The input section start

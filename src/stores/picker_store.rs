use dioxus::prelude::*;

use crate::config::PickerConfig;
use crate::services::listing::{self, Listing};
use crate::utils::DataState;

/// What the picker is currently showing
#[derive(Clone, Debug, PartialEq)]
pub enum PickerView {
    /// Contents of one directory, as a normalized `/a/b/` path
    Directory(String),
    /// Bucket-wide search results
    Search(String),
}

impl Default for PickerView {
    fn default() -> Self {
        PickerView::Directory("/".to_string())
    }
}

/// Global picker state
pub static CONFIG: GlobalSignal<PickerConfig> = Signal::global(PickerConfig::default);
pub static VIEW: GlobalSignal<PickerView> = Signal::global(PickerView::default);
pub static LISTING: GlobalSignal<DataState<Listing>> = Signal::global(DataState::default);
pub static SEARCH_QUERY: GlobalSignal<String> = Signal::global(String::new);

/// Last directory that was opened, used to leave search mode
pub static LAST_DIRECTORY: GlobalSignal<String> = Signal::global(|| "/".to_string());

/// Upload in progress, or the last upload error
pub static UPLOAD_STATE: GlobalSignal<DataState<u32>> = Signal::global(DataState::default);

/// Whether a response requested for `requested` may replace the listing
///
/// A newer navigation may have started while the request was in flight.
pub fn should_store(requested: &PickerView, current: &PickerView) -> bool {
    requested == current
}

/// View a search submission leads to
///
/// The server answers an empty query with an empty body, so an empty query goes
/// back to the last directory. Anything else, whitespace included, is searched as-is.
pub fn search_target(query: &str, last_directory: &str) -> PickerView {
    if query.is_empty() {
        PickerView::Directory(listing::directory_path(last_directory))
    } else {
        PickerView::Search(query.to_string())
    }
}

/// Load config from the page location and return the directory to open first
pub fn init_picker() -> String {
    let config = PickerConfig::from_location();
    if config.endpoint.is_empty() {
        log::info!("Picker endpoint: same origin");
    } else {
        log::info!("Picker endpoint: {}", config.endpoint);
    }

    let start_path = config.start_path.clone();
    *CONFIG.write() = config;
    start_path
}

/// Open a directory and fetch its listing
///
/// Navigation stays inside the page so the `id` query key is kept for relayed clicks.
pub async fn load_directory(path: String) {
    let path = listing::directory_path(&path);
    let endpoint = CONFIG.read().endpoint.clone();

    *VIEW.write() = PickerView::Directory(path.clone());
    *LAST_DIRECTORY.write() = path.clone();
    *LISTING.write() = DataState::Loading;

    let result = listing::fetch_listing(&endpoint, &path).await;
    if let Err(e) = &result {
        log::error!("Failed to load {}: {}", path, e);
    }

    if should_store(&PickerView::Directory(path), &VIEW.read()) {
        *LISTING.write() = result.into();
    }
}

/// Search the bucket, or go back to the last directory for an empty query
pub async fn run_search(query: String) {
    let last_directory = LAST_DIRECTORY.read().clone();
    let query = match search_target(&query, &last_directory) {
        PickerView::Directory(path) => {
            load_directory(path).await;
            return;
        }
        PickerView::Search(query) => query,
    };

    let endpoint = CONFIG.read().endpoint.clone();

    *VIEW.write() = PickerView::Search(query.clone());
    *LISTING.write() = DataState::Loading;

    let result = listing::fetch_search(&endpoint, &query).await;
    if let Err(e) = &result {
        log::error!("Search for '{}' failed: {}", query, e);
    }

    if should_store(&PickerView::Search(query), &VIEW.read()) {
        *LISTING.write() = result.into();
    }
}

/// Upload files into the last opened directory, then reload it
pub async fn upload_files(files: web_sys::FileList) {
    let endpoint = CONFIG.read().endpoint.clone();
    let path = LAST_DIRECTORY.read().clone();

    *UPLOAD_STATE.write() = DataState::Loading;

    match listing::upload_files(&endpoint, &path, &files).await {
        Ok(count) => {
            log::info!("Uploaded {} file(s) to {}", count, path);
            *UPLOAD_STATE.write() = DataState::Loaded(count);
            load_directory(path).await;
        }
        Err(e) => {
            log::error!("Upload to {} failed: {}", path, e);
            *UPLOAD_STATE.write() = DataState::Error(e);
        }
    }
}

#[cfg(test)]
mod tests {
    use super::*;

    #[test]
    fn test_should_store_matching_view() {
        let dir = PickerView::Directory("/photos/".to_string());
        assert!(should_store(&dir, &dir.clone()));

        let search = PickerView::Search("report".to_string());
        assert!(should_store(&search, &search.clone()));
    }

    #[test]
    fn test_stale_response_is_dropped() {
        // Navigated elsewhere while the listing was loading
        assert!(!should_store(
            &PickerView::Directory("/photos/".to_string()),
            &PickerView::Directory("/docs/".to_string()),
        ));
        // Started a search while the listing was loading
        assert!(!should_store(
            &PickerView::Directory("/photos/".to_string()),
            &PickerView::Search("photos".to_string()),
        ));
        // A newer search replaced an older one
        assert!(!should_store(
            &PickerView::Search("rep".to_string()),
            &PickerView::Search("report".to_string()),
        ));
    }

    #[test]
    fn test_empty_search_returns_to_last_directory() {
        assert_eq!(
            search_target("", "/photos/2024/"),
            PickerView::Directory("/photos/2024/".to_string())
        );
        assert_eq!(search_target("", "/"), PickerView::Directory("/".to_string()));
    }

    #[test]
    fn test_search_query_sent_untrimmed() {
        assert_eq!(
            search_target(" report", "/"),
            PickerView::Search(" report".to_string())
        );
        assert_eq!(search_target("  ", "/docs/"), PickerView::Search("  ".to_string()));
        assert_eq!(search_target("report", "/"), PickerView::Search("report".to_string()));
    }
}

The input section end

- Exercise
The lines in the entries above that carry the word "Signal" must be copied.

- Expected output
pub static CONFIG: GlobalSignal<PickerConfig> = Signal::global(PickerConfig::default);
pub static VIEW: GlobalSignal<PickerView> = Signal::global(PickerView::default);
pub static LISTING: GlobalSignal<DataState<Listing>> = Signal::global(DataState::default);
pub static SEARCH_QUERY: GlobalSignal<String> = Signal::global(String::new);
pub static LAST_DIRECTORY: GlobalSignal<String> = Signal::global(|| "/".to_string());
pub static UPLOAD_STATE: GlobalSignal<DataState<u32>> = Signal::global(DataState::default);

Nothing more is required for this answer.